Another problem of long barrel is that moving with it in tight spaces is quite cumbersome. Why? Because you now have one meter long "stick" (size of my bb rifle from its shoulder support to end of the barrel) or longer sticking out from you. So you can no longer move as close to the wall without hitting the wall with the barrel.
Do you want to get better idea of how cumbersome this can be but you have no actual rifle in your house? Take a broomstick put the broom brush against your shoulder as if you are holding a rifle and go walk around your house. Broom size is pretty similar to the size of a sniper rifle.
NOTE: I'm not taking responsibility for any damage you might cause in your house during this experiment

So one way of solving the problem of sniper rifle being so overpowered is making sure that bigger movement you have made more time it takes for your aim to become steady as it is in real life. And that is going to make huge difference.
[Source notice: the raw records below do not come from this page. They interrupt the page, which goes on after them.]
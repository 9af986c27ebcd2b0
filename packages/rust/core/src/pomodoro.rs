//! Focus/break countdown timer.
//!
//! The timer is driven by explicit [`Pomodoro::tick`] calls with the elapsed
//! duration, so callers own the clock (a TUI tick loop, a CLI sleep loop or a
//! test).

use std::time::Duration;

use tracing::debug;

use studyplan_shared::PomodoroConfig;

#[derive(Debug, Clone, Copy, PartialEq, Eq)]
pub enum Phase {
    Focus,
    Break,
}

impl Phase {
    pub fn label(self) -> &'static str {
        match self {
            Self::Focus => "Focus",
            Self::Break => "Break",
        }
    }
}

#[derive(Debug, Clone)]
pub struct Pomodoro {
    focus: Duration,
    rest: Duration,
    phase: Phase,
    remaining: Duration,
    running: bool,
    completed_focus: u32,
}

impl Pomodoro {
    pub fn new(config: &PomodoroConfig) -> Self {
        Self::with_durations(
            Duration::from_secs(config.focus_secs()),
            Duration::from_secs(config.break_secs()),
        )
    }

    pub fn with_durations(focus: Duration, rest: Duration) -> Self {
        Self {
            focus,
            rest,
            phase: Phase::Focus,
            remaining: focus,
            running: false,
            completed_focus: 0,
        }
    }

    pub fn start(&mut self) {
        self.running = true;
    }

    pub fn pause(&mut self) {
        self.running = false;
    }

    pub fn toggle(&mut self) {
        self.running = !self.running;
    }

    /// Stop and rewind the current phase to its full length.
    pub fn reset(&mut self) {
        self.running = false;
        self.remaining = self.phase_length();
    }

    /// Advance the countdown by `elapsed` while running.
    ///
    /// When the current phase runs out the timer stops, switches to the other
    /// phase and returns the phase that just ended. Overshoot beyond the phase
    /// boundary is discarded.
    pub fn tick(&mut self, elapsed: Duration) -> Option<Phase> {
        if !self.running {
            return None;
        }

        self.remaining = self.remaining.saturating_sub(elapsed);
        if !self.remaining.is_zero() {
            return None;
        }

        let ended = self.phase;
        self.running = false;
        match ended {
            Phase::Focus => {
                self.completed_focus += 1;
                self.phase = Phase::Break;
                self.remaining = self.rest;
            }
            Phase::Break => {
                self.phase = Phase::Focus;
                self.remaining = self.focus;
            }
        }
        debug!(ended = ended.label(), completed = self.completed_focus, "pomodoro phase ended");
        Some(ended)
    }

    pub fn phase(&self) -> Phase {
        self.phase
    }

    pub fn is_running(&self) -> bool {
        self.running
    }

    pub fn remaining(&self) -> Duration {
        self.remaining
    }

    /// Focus phases finished since this timer was created.
    pub fn completed(&self) -> u32 {
        self.completed_focus
    }

    pub fn phase_length(&self) -> Duration {
        match self.phase {
            Phase::Focus => self.focus,
            Phase::Break => self.rest,
        }
    }

    /// Fraction of the current phase already elapsed, `0.0..=1.0`.
    pub fn progress(&self) -> f64 {
        let total = self.phase_length().as_secs_f64();
        if total <= 0.0 {
            return 1.0;
        }
        (1.0 - self.remaining.as_secs_f64() / total).clamp(0.0, 1.0)
    }

    /// Remaining time as `MM:SS`, rounding partial seconds up.
    pub fn format_remaining(&self) -> String {
        format_mm_ss(self.remaining)
    }
}

pub fn format_mm_ss(duration: Duration) -> String {
    let mut secs = duration.as_secs();
    if duration.subsec_nanos() > 0 {
        secs += 1;
    }
    format!("{:02}:{:02}", secs / 60, secs % 60)
}

#[cfg(test)]
mod tests {
    use super::*;

    fn timer() -> Pomodoro {
        Pomodoro::with_durations(Duration::from_secs(10), Duration::from_secs(4))
    }

    #[test]
    fn does_not_tick_while_paused() {
        let mut p = timer();
        assert_eq!(p.tick(Duration::from_secs(30)), None);
        assert_eq!(p.remaining(), Duration::from_secs(10));
        assert_eq!(p.format_remaining(), "00:10");
    }

    #[test]
    fn focus_then_break_cycle() {
        let mut p = timer();
        p.start();

        assert_eq!(p.tick(Duration::from_secs(9)), None);
        assert_eq!(p.tick(Duration::from_secs(1)), Some(Phase::Focus));
        assert_eq!(p.phase(), Phase::Break);
        assert_eq!(p.completed(), 1);
        assert!(!p.is_running());
        assert_eq!(p.remaining(), Duration::from_secs(4));
        assert_eq!(p.tick(Duration::from_secs(1)), None);

        p.start();
        assert_eq!(p.tick(Duration::from_secs(10)), Some(Phase::Break));
        assert_eq!(p.phase(), Phase::Focus);
        assert_eq!(p.completed(), 1);
    }

    #[test]
    fn reset_restores_current_phase() {
        let mut p = timer();
        p.start();
        p.tick(Duration::from_secs(10));
        p.start();
        p.tick(Duration::from_secs(1));
        p.reset();

        assert!(!p.is_running());
        assert_eq!(p.phase(), Phase::Break);
        assert_eq!(p.remaining(), Duration::from_secs(4));
        assert_eq!(p.completed(), 1);
    }

    #[test]
    fn progress_and_formatting() {
        let mut p = timer();
        p.toggle();
        p.tick(Duration::from_millis(2_500));
        assert!((p.progress() - 0.25).abs() < 1e-9);
        assert_eq!(p.format_remaining(), "00:08");

        assert_eq!(format_mm_ss(Duration::from_secs(25 * 60)), "25:00");
        assert_eq!(format_mm_ss(Duration::from_secs(61)), "01:01");
        assert_eq!(format_mm_ss(Duration::ZERO), "00:00");
    }

    #[test]
    fn config_durations_are_used() {
        let p = Pomodoro::new(&PomodoroConfig::default());
        assert_eq!(p.remaining(), Duration::from_secs(25 * 60));
        assert_eq!(p.phase_length(), Duration::from_secs(25 * 60));
    }
}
But of course there is another problem. And that is simplified hit detection. In most games you are basically detecting just body shot (causes same damage whether it is in the chest or a and finger) and head shot (instant kill in most games). But in real life this is much more complex. For instance if you get shot into vital organ you are pretty much goner even if it is just from a small pistol. But you can actually get shot with a sniper rifle into non vital part of your body and live even if sniper file would have just went through you.
So why do games treat sniper rifles as one shot kills then. That is because throughout history most snipers were also expert marksman who knew which body part to hit in order to be effective. So statistically their shot to kill ratio was very high. But it wasn't as much due to sniper rifle but due to their expert marksmanship.

**Chebmaster** · 21-02-2023, 02:55 PM

That broom is quite enlightening.
Yes, using long rifles and swinging zweihanders in tight passages... That's arcade, not sim. Who *ever* implements inability to turn around because your shillelagh is longer than the corridor's width...
AFAIR only Tribes: Vengeance even had a mechanic that visibly moved your gun back if you faced a wall (and also called their rocket launcher "spinfusor" which is seriously badass).

At the very least, firearms could be balanced along movement vs accuracy axis. If you are on the move or change your aim rapidly, you get atrocious random spread (which shotguns and smgs partly negate by having their own spread). If you want an accurate shot you switch to aiming stance, either by stopping and reducing your mouse movements, or by pressing a dedicated button that hampers your movement and zooms.
If a game doesn't have that, it's an arcade and should look long and hard at the Quake series.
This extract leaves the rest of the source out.